À l'approche du 9 janvier, date du référendum d'autodétermination organisé au Sud-Soudan, cette région se bat pour endiguer une épidémie de kala-azar, la pire qu'elle ait connue en huit ans. Pour Médecins Sans Frontières, la gravité de cette épidémie n'est qu'un des symptômes de la crise humanitaire et médicale que connaît la région.
Une crise caractérisée par un manque d'accès conséquent aux soins de santé, une malnutrition chronique, des épidémies régulières de maladies qui pourraient être évitées et une insécurité entraînant des déplacements de population.
Le kala-azar, ou leishmaniose viscérale, est une maladie négligée, provoquée par la piqûre d'un phlébotome porteur du parasite. La maladie est endémique au Sud-Soudan. Hépatomégalie, fièvre, faiblesse et épuisement font partie du tableau symptomatique de la maladie. Celle-ci sévit dans les régions pauvres, reculées et instables où l'accès aux soins de santé est extrêmement limité.
«Sauver les patients du kala-azar est une course contre la montre. Pourtant, les trois-quarts des habitants n'ont souvent pas accès aux soins de santé de base et la précarité du système de santé ne permet pas la prise en charge des urgences médicales, » explique Elin Jones, coordinatrice médicale pour MSF. «En outre, cette épidémie vient encore compliquer la situation médicale et humanitaire déjà désastreuse pour les habitants de la région. »
En l'absence de traitement, la quasi-totalité des malades décèdent dans une période de un à quatre mois. Pourtant, lorsqu'un traitement est administré à temps, les chances de guérison peuvent atteindre 95%. À la fin novembre 2010, MSF avait soigné 2 355 personnes atteintes du kala-azar dans les états du Nil supérieur, de l'Unité et du Jonglei - soit huit fois plus que l'année dernière à la même époque.
Cette épidémie a fait davantage de victimes étant donné l'affaiblissement du système immunitaire des habitants, conséquence de l'aggravation de la malnutrition observée cette année. Durant les dix premiers mois de l'année 2010, MSF a pris en charge et traité 13 800 patients souffrant de malnutrition sévère dans ses centres de santé, soit 20% de plus que l'année dernière à la même époque, et 50% de plus par rapport à toute l'année 2008.

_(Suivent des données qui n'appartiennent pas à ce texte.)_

use uuid::Uuid;
use anyhow::Result;
use super::event::EventEnvelope;

// ============================================================================
// Aggregate Root Pattern
// ============================================================================
//
// Key Principles:
// 1. Commands are validated against current state before anything changes
// 2. Accepted commands produce events; events are facts
// 3. State only ever changes by applying events
//
// ============================================================================

/// Generic Aggregate trait
///
/// Type Parameters:
/// - `Event`: The domain event type for this aggregate
/// - `Command`: The command type for this aggregate
/// - `Error`: The error type for business rule violations
pub trait Aggregate: Sized + Send + Sync {
    type Event;
    type Command;
    type Error;

    /// Create new aggregate from first event
    fn apply_first_event(event: &Self::Event) -> Result<Self, Self::Error>;

    /// Apply subsequent events to update state
    fn apply_event(&mut self, event: &Self::Event) -> Result<(), Self::Error>;

    /// Handle command and emit events (business logic)
    fn handle_command(&self, command: &Self::Command) -> Result<Vec<Self::Event>, Self::Error>;

    fn aggregate_id(&self) -> Uuid;

    /// Number of events applied so far
    fn version(&self) -> i64;

    /// Validate a command, then apply what it produced. State is untouched
    /// when the command is rejected.
    fn execute(&mut self, command: &Self::Command) -> Result<Vec<Self::Event>, Self::Error> {
        let events = self.handle_command(command)?;
        for event in &events {
            self.apply_event(event)?;
        }
        Ok(events)
    }

    /// Rebuild aggregate state from its recorded history
    fn load_from_events(events: &[EventEnvelope<Self::Event>]) -> Result<Self>
    where
        Self::Error: std::fmt::Display,
    {
        let (first, rest) = events
            .split_first()
            .ok_or_else(|| anyhow::anyhow!("No events to load"))?;

        let mut aggregate = Self::apply_first_event(&first.event_data)
            .map_err(|e| anyhow::anyhow!("Failed to apply first event: {}", e))?;

        for envelope in rest {
            aggregate.apply_event(&envelope.event_data)
                .map_err(|e| anyhow::anyhow!("Failed to apply event {}: {}", envelope.sequence_number, e))?;
        }

        Ok(aggregate)
    }
}
// ============================================================================
// Event Sourcing Infrastructure
// ============================================================================
//
// Generic aggregate/event abstractions shared by every domain aggregate.
// Domain-specific code is in src/domain/
//
// ============================================================================

pub mod core;

pub use self::core::*;
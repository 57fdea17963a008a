// ============================================================================
// Domain Layer - Business Logic
// ============================================================================
//
// Kept apart from the event sourcing primitives and from the adapters
// (analysis, persistence, messaging) it is wired to.
//
// ============================================================================

pub mod order;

Un autre phénomène qui risque encore d'aggraver la situation : le retour de dizaines de milliers d'habitants du Sud-Soudan - qui s'étaient réfugiés dans le Nord ou dans des pays voisins - à l'approche du référendum de janvier. Ces personnes seront en effet exposées à des maladies endémiques au Sud-Soudan comme le paludisme, la rougeole, la méningite, la tuberculose. Gérer ce retour de déplacés sera un défi supplémentaire pour cette région dont les ressources sont déjà très limitées, qu'il s'agisse de nourriture, d'eau potable ou de soins de santé. Enfin, l'insécurité est toujours omniprésente au Sud-Soudan. En 2010, les violences interethniques, les groupes rebelles comme la LRA et de nouvelles milices ont déjà fait plus de 900 morts et 215 000 déplacés.
« Alors que le monde entier s'intéresse surtout à la situation politique du pays à l'approche du référendum, il ne faut absolument pas perdre de vue les populations, qui ne font que passer d'une urgence à l'autre», explique Rob Mulder, chef de mission MSF au Sud-Soudan. « Il faudra encore des années pour organiser un système de soins de santé viable. Il est nécessaire de mieux répondre aux besoins les plus urgents des habitants, qu'il s'agisse de nourriture, d'abris ou de soins de santé. Et pour cela une réponse solide et de grande envergure doit être organisée par le gouvernement et la communauté internationale. »
Présent depuis 1979 au Soudan, MSF apporte aux habitants une aide médicale et humanitaire d'urgence. MSF gère actuellement 27 projets dans 13 États du pays. L'organisation offre un large éventail de services et met en œuvre de nombreuses activités : soins de santé primaires et secondaires, réponse aux urgences, soutien nutritionnel, santé reproductive, traitement du kala-azar, soutien psychologique, chirurgie, soins pédiatriques et obstétricaux.